◆ Your objective: Each entry must be restated word for word.

(Stored items)
=== Begin Enclosure ===

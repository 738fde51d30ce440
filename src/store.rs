//! SQLite pool setup and the one-shot init script.

use crate::error::{AppError, ConfigError};
use crate::settings::Settings;
use sqlx::sqlite::{SqliteConnectOptions, SqliteJournalMode, SqlitePoolOptions};
use sqlx::SqlitePool;
use std::path::Path;

/// Open (creating if missing) the database file named in settings.
pub async fn connect_pool(settings: &Settings) -> Result<SqlitePool, AppError> {
    let opts = SqliteConnectOptions::new()
        .filename(&settings.db)
        .create_if_missing(true)
        .journal_mode(SqliteJournalMode::Wal)
        .foreign_keys(true);
    let pool = SqlitePoolOptions::new()
        .max_connections(settings.max_connections.max(1))
        .connect_with(opts)
        .await?;
    tracing::info!(db = %settings.db.display(), "database opened");
    Ok(pool)
}

/// Run every statement in the script. Operator-supplied; no versioning.
pub async fn run_init_script(pool: &SqlitePool, path: &Path) -> Result<(), AppError> {
    let script = tokio::fs::read_to_string(path)
        .await
        .map_err(|e| ConfigError::Load(format!("{}: {}", path.display(), e)))?;
    sqlx::raw_sql(&script).execute(pool).await?;
    tracing::info!(script = %path.display(), "init script applied");
    Ok(())
}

=== End Enclosure ===

◆ Task output:
repository 738fde51d30ce440
filename src/store.rs
//! SQLite pool setup and the one-shot init script.

use crate::error::{AppError, ConfigError};
use crate::settings::Settings;
use sqlx::sqlite::{SqliteConnectOptions, SqliteJournalMode, SqlitePoolOptions};
use sqlx::SqlitePool;
use std::path::Path;

/// Open (creating if missing) the database file named in settings.
pub async fn connect_pool(settings: &Settings) -> Result<SqlitePool, AppError> {
    let opts = SqliteConnectOptions::new()
        .filename(&settings.db)
        .create_if_missing(true)
        .journal_mode(SqliteJournalMode::Wal)
        .foreign_keys(true);
    let pool = SqlitePoolOptions::new()
        .max_connections(settings.max_connections.max(1))
        .connect_with(opts)
        .await?;
    tracing::info!(db = %settings.db.display(), "database opened");
    Ok(pool)
}

/// Run every statement in the script. Operator-supplied; no versioning.
pub async fn run_init_script(pool: &SqlitePool, path: &Path) -> Result<(), AppError> {
    let script = tokio::fs::read_to_string(path)
        .await
        .map_err(|e| ConfigError::Load(format!("{}: {}", path.display(), e)))?;
    sqlx::raw_sql(&script).execute(pool).await?;
    tracing::info!(script = %path.display(), "init script applied");
    Ok(())
}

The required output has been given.